Abstract

AbstractAcross former Eastern Europe, the transition from state socialism toward neoliberal capitalism has been accompanied by a marked reduction in emphasis on working-class identities. Because of the centrality of class to socialist-era identity-construction projects, the recent and relatively sudden ascendancy of various forms of individualist, consumption-oriented subjectivity in postrevolutionary societies has produced conflicts that are often more visible than in societies where capitalism has been the accepted economic paradigm for much longer.
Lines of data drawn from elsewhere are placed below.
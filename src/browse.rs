//! Line commands for walking the gallery from a terminal.
//!
//! `listing-showcase browse` reads one command per line from stdin and applies
//! it to a [`GalleryView`]:
//!
//! ```text
//! c <key>   select a category ("all", "kitchen", ...)
//! o <n>     open the lightbox at photo n (1-based)
//! n         next photo        (also: right)
//! p         previous photo    (also: left)
//! x         close the lightbox (also: esc)
//! l         list the categories
//! q         quit
//! ```

use crate::gallery::{GalleryView, NavKey, ScrollLock};

#[derive(Debug, Clone, PartialEq, Eq)]
pub enum BrowseCommand {
    Select(String),
    /// One-based photo number as typed by the user.
    Open(usize),
    Key(NavKey),
    List,
    Quit,
}

impl BrowseCommand {
    /// Parse one input line. Returns `None` for blank or unrecognized input.
    pub fn parse(line: &str) -> Option<BrowseCommand> {
        let mut parts = line.split_whitespace();
        let command = parts.next()?.to_ascii_lowercase();
        let arg = parts.next();
        match (command.as_str(), arg) {
            ("c" | "category", Some(key)) => Some(BrowseCommand::Select(key.to_string())),
            ("o" | "open", Some(n)) => n.parse().ok().map(BrowseCommand::Open),
            ("n" | "next" | "right", None) => Some(BrowseCommand::Key(NavKey::ArrowRight)),
            ("p" | "prev" | "left", None) => Some(BrowseCommand::Key(NavKey::ArrowLeft)),
            ("x" | "close" | "esc", None) => Some(BrowseCommand::Key(NavKey::Escape)),
            ("l" | "list", None) => Some(BrowseCommand::List),
            ("q" | "quit", None) => Some(BrowseCommand::Quit),
            _ => None,
        }
    }

    /// Apply the command to `view`. `List` and `Quit` leave it untouched.
    pub fn apply<S: ScrollLock>(&self, view: &mut GalleryView<'_, S>) {
        match self {
            BrowseCommand::Select(key) => view.select_category(key),
            // 0 wraps to usize::MAX, which the view clamps to the first photo.
            BrowseCommand::Open(n) => view.open_at(n.wrapping_sub(1)),
            BrowseCommand::Key(key) => {
                view.handle_key(*key);
            }
            BrowseCommand::List | BrowseCommand::Quit => {}
        }
    }
}

#[cfg(test)]
mod tests {
    use super::*;
    use crate::catalog::{Catalog, Category};
    use crate::gallery::{Lightbox, ScrollState};
    use crate::test_helpers::asset;

    #[test]
    fn parse_commands() {
        assert_eq!(
            BrowseCommand::parse("c kitchen"),
            Some(BrowseCommand::Select("kitchen".to_string()))
        );
        assert_eq!(BrowseCommand::parse("o 3"), Some(BrowseCommand::Open(3)));
        assert_eq!(
            BrowseCommand::parse(" N "),
            Some(BrowseCommand::Key(NavKey::ArrowRight))
        );
        assert_eq!(
            BrowseCommand::parse("left"),
            Some(BrowseCommand::Key(NavKey::ArrowLeft))
        );
        assert_eq!(
            BrowseCommand::parse("esc"),
            Some(BrowseCommand::Key(NavKey::Escape))
        );
        assert_eq!(BrowseCommand::parse("q"), Some(BrowseCommand::Quit));
    }

    #[test]
    fn parse_rejects_bad_input() {
        assert_eq!(BrowseCommand::parse(""), None);
        assert_eq!(BrowseCommand::parse("c"), None);
        assert_eq!(BrowseCommand::parse("o two"), None);
        assert_eq!(BrowseCommand::parse("n 2"), None);
        assert_eq!(BrowseCommand::parse("jump"), None);
    }

    #[test]
    fn open_is_one_based_and_zero_clamps() {
        let catalog = Catalog::from_assets(
            vec![asset(Category::Exterior, "E1"), asset(Category::Exterior, "E2")],
            12,
        );
        let mut view = GalleryView::new(&catalog, ScrollState::default());
        BrowseCommand::Open(2).apply(&mut view);
        assert_eq!(view.lightbox(), Lightbox::Open { index: 1 });
        BrowseCommand::Key(NavKey::Escape).apply(&mut view);
        BrowseCommand::Open(0).apply(&mut view);
        assert_eq!(view.lightbox(), Lightbox::Open { index: 0 });
    }

    #[test]
    fn select_then_navigate() {
        let catalog = Catalog::from_assets(
            vec![
                asset(Category::Exterior, "E1"),
                asset(Category::Kitchen, "K1"),
                asset(Category::Kitchen, "K2"),
            ],
            12,
        );
        let mut view = GalleryView::new(&catalog, ScrollState::default());
        for line in ["c kitchen", "o 1", "p"] {
            BrowseCommand::parse(line).unwrap().apply(&mut view);
        }
        assert_eq!(view.slide().unwrap().image.caption, "K2");
    }
}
This shift can be seen in the realm of art and visual culture: Images of the worker once dominated public spaces under state socialism, competing in number with representations of leaders and communist ideologues, but since 1989 they have often been vandalized, dismantled, or else relocated to decay in relative obscurity. Where new public images of the worker do appear in postsocialist neoliberal conditions, they frequently serve as nexuses of controversy, where generational and ideological conflicts regarding current labor conditions and the legacy of worker solidarity play out. The debates surrounding representations of workers in postsocialism are both part of a global history of postsocialist art and part of the history of labor and its relation to contemporary urban space. This article examines artistic representations of the worker sited in public space in postsocialist Albania, in order to map the political and artistic discourses that animate engagements with working-class identity in conditions of neoliberal social transformation.